To do:
Write out again only the lines that run from the start of the entries to the line containing "pub enum StreamError", both included.

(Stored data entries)
--- --- ---

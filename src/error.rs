//! Error types for the sound radar core

use thiserror::Error;

/// Main error type for the crate
///
/// Only stream-open failures and fatal configuration violations ever reach
/// this type from a running capture loop; transient read errors are absorbed
/// and logged by the loop itself.
#[derive(Error, Debug)]
pub enum Error {
    #[error("Stream error: {0}")]
    Stream(#[from] StreamError),

    #[error("Configuration error: {0}")]
    Config(#[from] ConfigError),

    #[error("IO error: {0}")]
    Io(#[from] std::io::Error),

    #[error("Capture thread error: {0}")]
    Thread(String),
}

/// Audio stream errors
#[derive(Error, Debug, Clone, PartialEq)]
pub enum StreamError {
    #[error("Stream unavailable: {0}")]
    Unavailable(String),

    #[error("Device disconnected: {0}")]
    Disconnected(String),

    #[error("Input overrun: {dropped} samples dropped")]
    Overrun { dropped: usize },

    #[error("Read timed out")]
    Timeout,

    #[error("Read failed: {0}")]
    Read(String),

    #[error("Unsupported sample format: {0}")]
    UnsupportedFormat(String),
}

impl StreamError {
    /// Whether a running capture loop should recover from this error
    pub fn is_transient(&self) -> bool {
        matches!(
            self,
            StreamError::Disconnected(_)
                | StreamError::Overrun { .. }
                | StreamError::Timeout
                | StreamError::Read(_)
        )
    }

    /// Whether the stream handle must be dropped and reopened
    pub fn requires_reopen(&self) -> bool {
        matches!(self, StreamError::Disconnected(_))
    }
}

/// Configuration and precondition errors
#[derive(Error, Debug, Clone, PartialEq)]
pub enum ConfigError {
    #[error("Unsupported channel count: {0} (expected 2, 6 or 8)")]
    UnsupportedChannelCount(u16),

    #[error("Frame of {len} samples is not aligned to {channels} channels")]
    MisalignedFrame { len: usize, channels: u16 },

    #[error("Frame has {actual} channels, layout expects {expected}")]
    ChannelMismatch { expected: u16, actual: u16 },

    #[error("Invalid sensitivity: {0}")]
    InvalidSensitivity(String),

    #[error("Invalid display geometry: {0}")]
    InvalidDisplay(String),

    #[error("Invalid stream settings: {0}")]
    InvalidStream(String),

    #[error("Failed to parse config: {0}")]
    Parse(String),

    #[error("Failed to serialize config: {0}")]
    Serialize(String),
}

/// Result type alias for the crate
pub type Result<T> = std::result::Result<T, Error>;

#[cfg(test)]
mod tests {
    use super::*;

    #[test]
    fn test_transient_classification() {
        assert!(StreamError::Timeout.is_transient());
        assert!(StreamError::Overrun { dropped: 12 }.is_transient());
        assert!(StreamError::Read("glitch".into()).is_transient());
        assert!(StreamError::Disconnected("unplugged".into()).is_transient());
        assert!(!StreamError::Unavailable("missing".into()).is_transient());
        assert!(!StreamError::UnsupportedFormat("u8".into()).is_transient());
    }

    #[test]
    fn test_only_disconnect_requires_reopen() {
        assert!(StreamError::Disconnected("gone".into()).requires_reopen());
        assert!(!StreamError::Read("glitch".into()).requires_reopen());
        assert!(!StreamError::Timeout.requires_reopen());
    }

    #[test]
    fn test_error_conversion() {
        let err: Error = ConfigError::UnsupportedChannelCount(3).into();
        assert!(matches!(err, Error::Config(ConfigError::UnsupportedChannelCount(3))));
        assert!(err.to_string().contains("Unsupported channel count: 3"));
    }
}
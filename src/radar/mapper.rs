//! Loudness to indicator position
//!
//! Relative loudness heuristics only. Stereo input becomes a left/right
//! balance; surround input moves the indicator one fixed step toward the
//! loudest named speaker on each axis that speaker is tagged with.

use serde::{Deserialize, Serialize};

use crate::config::DisplayConfig;
use crate::radar::layout::{ChannelLayout, LayoutFamily};

/// Indicator position inside the radar area
#[derive(Debug, Clone, Copy, PartialEq, Default, Serialize, Deserialize)]
pub struct Position {
    pub x: f32,
    pub y: f32,
}

impl Position {
    pub fn new(x: f32, y: f32) -> Self {
        Self { x, y }
    }
}

/// Outcome of mapping one frame
#[derive(Debug, Clone, Copy, PartialEq, Default, Serialize, Deserialize)]
pub struct Detection {
    pub position: Position,
    /// A channel rose above the threshold
    pub active: bool,
}

/// Maps per-channel volumes onto the radar area
#[derive(Debug, Clone)]
pub struct DirectionMapper {
    display: DisplayConfig,
}

impl DirectionMapper {
    pub fn new(display: DisplayConfig) -> Self {
        Self { display }
    }

    pub fn display(&self) -> &DisplayConfig {
        &self.display
    }

    /// Neutral rest position of the indicator
    pub fn center(&self) -> Position {
        Position::new(self.display.max_x() / 2.0, self.display.max_y() / 2.0)
    }

    fn idle(&self) -> Detection {
        Detection {
            position: self.center(),
            active: false,
        }
    }

    /// Map one frame's volumes to a position
    ///
    /// `volumes` must be in the layout's channel order.
    pub fn map(&self, volumes: &[f32], layout: ChannelLayout, threshold: f32) -> Detection {
        if !volumes.iter().any(|&v| v > threshold) {
            return self.idle();
        }

        let Some((loudest, max_volume)) = argmax(volumes) else {
            return self.idle();
        };
        if max_volume <= 0.0 {
            return self.idle();
        }

        let center = self.center();
        let (x, y) = match layout.family() {
            LayoutFamily::Stereo => {
                let balance = match (volumes.first(), volumes.get(1)) {
                    (Some(left), Some(right)) => (left - right) / max_volume,
                    _ => 0.0,
                };
                let half_width = self.display.max_x() / 2.0;
                (center.x - balance * half_width, center.y)
            }
            LayoutFamily::Surround => {
                let (h, v) = layout
                    .speakers()
                    .get(loudest)
                    .map(|speaker| speaker.direction())
                    .unwrap_or((0, 0));
                let step = self.display.step;
                (center.x + h as f32 * step, center.y + v as f32 * step)
            }
        };

        Detection {
            position: self.clamp(x, y),
            active: true,
        }
    }

    fn clamp(&self, x: f32, y: f32) -> Position {
        Position::new(
            x.clamp(0.0, self.display.max_x()),
            y.clamp(0.0, self.display.max_y()),
        )
    }
}

/// Index and value of the largest volume, first occurrence on ties
fn argmax(volumes: &[f32]) -> Option<(usize, f32)> {
    volumes
        .iter()
        .copied()
        .enumerate()
        .fold(None, |best, (i, v)| match best {
            Some((_, max)) if v <= max => best,
            _ => Some((i, v)),
        })
}
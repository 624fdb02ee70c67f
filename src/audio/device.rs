//! Input device lookup and probing
//!
//! Enumeration for display purposes is left to the caller; this module only
//! resolves the configured device, reports its channel capacity and checks
//! that a stream can actually be opened on it.

use cpal::traits::{DeviceTrait, HostTrait};

use crate::audio::capture::build_capture_stream;
use crate::config::StreamConfig;
use crate::error::StreamError;

/// Wrapper around cpal input device
pub struct AudioDevice {
    inner: cpal::Device,
    pub name: String,
}

impl AudioDevice {
    pub fn from_cpal(device: cpal::Device) -> Self {
        let name = device.name().unwrap_or_else(|_| "Unknown".to_string());
        Self {
            inner: device,
            name,
        }
    }

    pub fn inner(&self) -> &cpal::Device {
        &self.inner
    }

    /// Get supported input configurations
    pub fn supported_input_configs(
        &self,
    ) -> Result<Vec<cpal::SupportedStreamConfigRange>, StreamError> {
        self.inner
            .supported_input_configs()
            .map(|iter| iter.collect())
            .map_err(|e| StreamError::Unavailable(format!("{}: {}", self.name, e)))
    }

    /// Get default input config
    pub fn default_input_config(&self) -> Result<cpal::SupportedStreamConfig, StreamError> {
        self.inner
            .default_input_config()
            .map_err(|e| StreamError::Unavailable(format!("{}: {}", self.name, e)))
    }

    /// Largest channel count any supported input config offers
    pub fn max_input_channels(&self) -> Result<u16, StreamError> {
        self.supported_input_configs()?
            .iter()
            .map(|config| config.channels())
            .max()
            .ok_or_else(|| StreamError::Unavailable(format!("{} has no input configs", self.name)))
    }

    /// Cap a requested stream configuration to this device
    pub fn fit_config(&self, requested: StreamConfig) -> Result<StreamConfig, StreamError> {
        let max_channels = self.max_input_channels()?;
        requested
            .clamp_to_device(max_channels)
            .map_err(|e| StreamError::Unavailable(format!("{}: {}", self.name, e)))
    }
}

/// Resolve an input device by name, or the host default when no name is given
pub fn find_input_device(name: Option<&str>) -> Result<AudioDevice, StreamError> {
    let host = cpal::default_host();

    let Some(name) = name else {
        return host
            .default_input_device()
            .map(AudioDevice::from_cpal)
            .ok_or_else(|| StreamError::Unavailable("No default input device".to_string()));
    };

    let devices = host
        .input_devices()
        .map_err(|e| StreamError::Unavailable(e.to_string()))?;

    for device in devices {
        if let Ok(device_name) = device.name() {
            if device_name == name {
                return Ok(AudioDevice::from_cpal(device));
            }
        }
    }

    Err(StreamError::Unavailable(format!("Input device not found: {}", name)))
}

/// Check that a stream with this configuration opens on the named device
///
/// The stream is built and dropped without being started. Returns the
/// configuration the device would actually run with.
pub fn probe_input_device(
    name: Option<&str>,
    requested: StreamConfig,
) -> Result<StreamConfig, StreamError> {
    let device = find_input_device(name)?;
    let config = device.fit_config(requested)?;

    let (stream, _sinks) = build_capture_stream(&device, &config, 1)?;
    drop(stream);

    tracing::debug!(
        "Probed {}: {} channels at {} Hz",
        device.name,
        config.channels(),
        config.sample_rate()
    );
    Ok(config)
}
//! # Sound Radar
//!
//! Real-time loudness radar for multi-channel audio input.
//!
//! ## Architecture Overview
//!
//! ```text
//! ┌────────────────────────── capture thread ──────────────────────────┐
//! │                                                                     │
//! │  ┌─────────────┐  Frame   ┌─────────┐  samples   ┌─────────┐       │
//! │  │ FrameSource │ ───────▶ │  demux  │ ─────────▶ │   rms   │       │
//! │  │ (cpal in)   │          └─────────┘            └────┬────┘       │
//! │  └─────────────┘                                      │ volumes    │
//! │                                                       ▼            │
//! │  ┌─────────────┐        threshold           ┌──────────────┐       │
//! │  │  Direction  │ ◀───────────────────────── │ NoiseTracker │       │
//! │  │   Mapper    │ ◀──── volumes ───────────  └──────────────┘       │
//! │  └──────┬──────┘                                                   │
//! │         │ Detection                                                │
//! │         ▼                                                          │
//! │  ┌───────────────────┐                                             │
//! │  │ PositionPublisher │  single slot, overwrite on write            │
//! │  └─────────┬─────────┘                                             │
//! └────────────┼────────────────────────────────────────────────────────┘
//!              │ PublishedState (latest only)
//!              ▼
//!  ┌───────────────────┐
//!  │ PositionObserver  │  renderer polls on its own cadence
//!  └───────────────────┘
//! ```

pub mod analysis;
pub mod audio;
pub mod config;
pub mod error;
pub mod pipeline;
pub mod radar;

pub use error::{Error, Result};

/// Application-wide constants
pub mod constants {
    /// Default sample rate for capture
    pub const DEFAULT_SAMPLE_RATE: u32 = 44100;

    /// Default frame size in samples per channel
    pub const DEFAULT_FRAME_SIZE: u32 = 1024;

    /// Default channel count (stereo)
    pub const DEFAULT_CHANNELS: u16 = 2;

    /// Channel counts that map onto a known layout
    pub const SUPPORTED_CHANNEL_COUNTS: [u16; 3] = [2, 6, 8];

    /// Weight of the newest frame in the noise floor average
    pub const DEFAULT_NOISE_SMOOTHING: f32 = 0.1;

    /// Detection threshold relative to the noise floor
    pub const DEFAULT_THRESHOLD_MULTIPLIER: f32 = 1.5;

    /// Width and height of the radar area
    pub const DEFAULT_DISPLAY_SIZE: f32 = 125.0;

    /// Side length of the indicator square
    pub const DEFAULT_INDICATOR_SIZE: f32 = 15.0;

    /// Per-axis offset for surround layouts
    pub const DEFAULT_SURROUND_STEP: f32 = 20.0;

    /// Longest a single frame read may block
    pub const DEFAULT_READ_TIMEOUT_MS: u64 = 200;

    /// Pause after a failed read before trying again
    pub const DEFAULT_BACKOFF_MS: u64 = 100;

    /// Callback chunks buffered between the audio callback and the reader
    pub const CAPTURE_QUEUE_CHUNKS: usize = 64;

    /// Granularity at which sleeping threads check for cancellation
    pub const STOP_POLL_INTERVAL_MS: u64 = 10;

    /// Consumer polling cadence of the headless renderer
    pub const RENDER_INTERVAL_MS: u64 = 33;
}
//! Direction mapping and position publishing

pub mod layout;
pub mod mapper;
pub mod publisher;

pub use layout::{AxisTag, ChannelLayout, LayoutFamily, Speaker};
pub use mapper::{Detection, DirectionMapper, Position};
pub use publisher::{PositionObserver, PositionPublisher, PublishedState};
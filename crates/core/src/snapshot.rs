use arrayvec::ArrayVec;

use crate::line_clear::{LineClearEngine, MovingRow};
use crate::pieces::{Piece, Shape};
use crate::types::{AnimationPhase, PieceKind, SessionState, BOARD_HEIGHT, BOARD_WIDTH};

#[derive(Debug, Clone, Copy, PartialEq, Eq, Hash)]
pub struct PieceSnapshot {
    pub kind: PieceKind,
    pub shape: Shape,
    pub x: i8,
    pub y: i8,
}

impl From<Piece> for PieceSnapshot {
    fn from(value: Piece) -> Self {
        Self {
            kind: value.kind,
            shape: value.shape,
            x: value.x,
            y: value.y,
        }
    }
}

impl PieceSnapshot {
    /// Absolute grid cells, same mapping as placement checks
    pub fn cells(&self) -> impl Iterator<Item = (i8, i8)> + '_ {
        crate::collision::absolute_cells(&self.shape, self.x, self.y)
    }
}

/// A moving row together with its offset at snapshot time
#[derive(Debug, Clone, Copy, PartialEq)]
pub struct MovingRowSnapshot {
    pub row: MovingRow,
    /// Offset in rows from `row.original_row`
    pub offset: f32,
}

#[derive(Debug, Clone, PartialEq)]
pub struct AnimationSnapshot {
    pub phase: AnimationPhase,
    pub elapsed_ms: u32,
    pub progress: f32,
    pub glow_intensity: f32,
    pub shift_progress: f32,
    pub glowing: [bool; BOARD_HEIGHT as usize],
    pub moving: ArrayVec<MovingRowSnapshot, { BOARD_HEIGHT as usize }>,
}

impl AnimationSnapshot {
    pub fn clear(&mut self) {
        self.phase = AnimationPhase::Idle;
        self.elapsed_ms = 0;
        self.progress = 0.0;
        self.glow_intensity = 0.0;
        self.shift_progress = 0.0;
        self.glowing = [false; BOARD_HEIGHT as usize];
        self.moving.clear();
    }

    /// Refill from the engine without reallocating.
    pub fn fill_from(&mut self, engine: &LineClearEngine) {
        self.clear();
        let Some(anim) = engine.animation() else {
            return;
        };

        self.phase = engine.phase();
        self.elapsed_ms = anim.elapsed_ms();
        self.progress = engine.progress();
        self.glow_intensity = engine.glow_intensity();
        self.shift_progress = engine.shift_progress();
        for &row in anim.glowing_rows() {
            self.glowing[row as usize] = true;
        }
        for row in anim.moving_rows() {
            self.moving.push(MovingRowSnapshot {
                row: *row,
                offset: engine.row_offset(row),
            });
        }
    }

    /// Whether a moving row will land on grid row `y`
    pub fn is_move_target(&self, y: u8) -> bool {
        self.moving.iter().any(|m| m.row.target_row == y)
    }
}

impl Default for AnimationSnapshot {
    fn default() -> Self {
        Self {
            phase: AnimationPhase::Idle,
            elapsed_ms: 0,
            progress: 0.0,
            glow_intensity: 0.0,
            shift_progress: 0.0,
            glowing: [false; BOARD_HEIGHT as usize],
            moving: ArrayVec::new(),
        }
    }
}

#[derive(Debug, Clone, PartialEq)]
pub struct GameSnapshot {
    pub board: [[u8; BOARD_WIDTH as usize]; BOARD_HEIGHT as usize],
    pub current: Option<PieceSnapshot>,
    pub next: Option<PieceSnapshot>,
    pub state: SessionState,
    pub debug: bool,
    pub seed: u32,
    pub score: u32,
    pub level: u32,
    pub lines: u32,
    pub drop_interval_ms: u32,
    pub animation: AnimationSnapshot,
}

impl GameSnapshot {
    pub fn clear(&mut self) {
        self.board = [[0u8; BOARD_WIDTH as usize]; BOARD_HEIGHT as usize];
        self.current = None;
        self.next = None;
        self.state = SessionState::NotStarted;
        self.debug = false;
        self.seed = 0;
        self.score = 0;
        self.level = 1;
        self.lines = 0;
        self.drop_interval_ms = 0;
        self.animation.clear();
    }

    /// Whether inputs are accepted
    pub fn playable(&self) -> bool {
        self.state == SessionState::Running
    }
}

impl Default for GameSnapshot {
    fn default() -> Self {
        Self {
            board: [[0u8; BOARD_WIDTH as usize]; BOARD_HEIGHT as usize],
            current: None,
            next: None,
            state: SessionState::NotStarted,
            debug: false,
            seed: 0,
            score: 0,
            level: 1,
            lines: 0,
            drop_interval_ms: 0,
            animation: AnimationSnapshot::default(),
        }
    }
}
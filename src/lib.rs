//! Upside-down falling-block puzzle (workspace facade crate).
//!
//! The implementation lives in dedicated crates under `crates/`; this crate
//! re-exports them as `updown_tetris::{core,input,term,types}` and hosts the
//! terminal binary.

pub use updown_tetris_core as core;
pub use updown_tetris_input as input;
pub use updown_tetris_term as term;
pub use updown_tetris_types as types;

--- --- ---

Answer to this task:
filename src/error.rs
//! Error types for the sound radar core

use thiserror::Error;

/// Main error type for the crate
///
/// Only stream-open failures and fatal configuration violations ever reach
/// this type from a running capture loop; transient read errors are absorbed
/// and logged by the loop itself.
#[derive(Error, Debug)]
pub enum Error {
    #[error("Stream error: {0}")]
    Stream(#[from] StreamError),

    #[error("Configuration error: {0}")]
    Config(#[from] ConfigError),

    #[error("IO error: {0}")]
    Io(#[from] std::io::Error),

    #[error("Capture thread error: {0}")]
    Thread(String),
}

/// Audio stream errors
#[derive(Error, Debug, Clone, PartialEq)]
pub enum StreamError {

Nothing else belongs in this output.